Avenati-Bassi F., Lorea S., Tinti F.

Customer demand for increased vibro-acoustical comfort performances of vehicles, coupled with reduced development time frame, requires a continuous improvement process in the engineering design phase. These needs call for fully comprehensive FEM models, in order to simulate vehicle performances already in the very early stages of the project: for this purpose, a big amount of detailed information is necessary, as the virtual vehicle should be as close as possible to reality and thus complete of trim and equipments. Moreover, being the first target setting and final verification phases of the development process experimentally based, a good numerical-experimental correlation is a milestone. The validated numerical model should be used in an efficient and systematic way in order to outline criticalities, find-out the important transmission paths and optimise the performances: an innovative approach for this goal has been conceived, focussed on total energy distribution and minimisation criteria as a guideline in the selection of crucial structural improvements.
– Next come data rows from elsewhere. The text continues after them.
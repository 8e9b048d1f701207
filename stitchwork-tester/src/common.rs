use std::fs::File;
use std::io::{BufWriter, Write, stdout};
use std::path::PathBuf;

use anyhow::{Context, Result, bail};

pub fn split_csv(s: &str) -> Vec<String> {
    s.split(',')
        .map(|x| x.trim().to_string())
        .filter(|x| !x.is_empty())
        .collect()
}

/// Parse comma-separated seeds, accepting decimal or `0x`-prefixed hex.
pub fn parse_seeds(tokens: &[String]) -> Result<Vec<u64>> {
    let mut seeds = Vec::with_capacity(tokens.len());
    for token in tokens {
        let parsed = if let Some(hex) = token
            .strip_prefix("0x")
            .or_else(|| token.strip_prefix("0X"))
        {
            u64::from_str_radix(&hex.replace('_', ""), 16)
        } else {
            token.replace('_', "").parse()
        };
        match parsed {
            Ok(seed) => seeds.push(seed),
            Err(err) => bail!("invalid seed `{token}`: {err}"),
        }
    }
    if seeds.is_empty() {
        bail!("at least one seed is required");
    }
    Ok(seeds)
}

pub enum OutputTarget {
    Stdout(BufWriter<std::io::Stdout>),
    File(BufWriter<File>),
}

impl OutputTarget {
    pub fn new(path: Option<PathBuf>) -> Result<Self> {
        if let Some(path) = path {
            let file = File::create(&path)
                .with_context(|| format!("failed to create {}", path.display()))?;
            Ok(Self::File(BufWriter::new(file)))
        } else {
            Ok(Self::Stdout(BufWriter::new(stdout())))
        }
    }

    fn writer(&mut self) -> &mut dyn Write {
        match self {
            Self::Stdout(w) => w,
            Self::File(w) => w,
        }
    }

    pub fn flush_inner(&mut self) -> std::io::Result<()> {
        match self {
            Self::Stdout(w) => w.flush(),
            Self::File(w) => w.flush(),
        }
    }
}

impl Write for OutputTarget {
    fn write(&mut self, buf: &[u8]) -> std::io::Result<usize> {
        self.writer().write(buf)
    }

    fn flush(&mut self) -> std::io::Result<()> {
        self.flush_inner()
    }
}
The paper fully describes the complete methodology, both in its theoretical aspects and practical issues, as it was applied during a development of a new D-segment car for the emerging Asian market. The virtual vehicle has been realised either by direct or equivalent dynamic modelling and provided with the whole dynamic information coming from the technical specifications or the experimental database . The acoustic cavities have been modelled with their real geometric shapes and volumes and complete of phono-absorbing properties of the different trimmings. Both the local behaviour and the vibro-acoustic coupling of the structure with the internal cavities have been analysed and the newly-conceived methodology has been applied in order to solve different types of criticalities.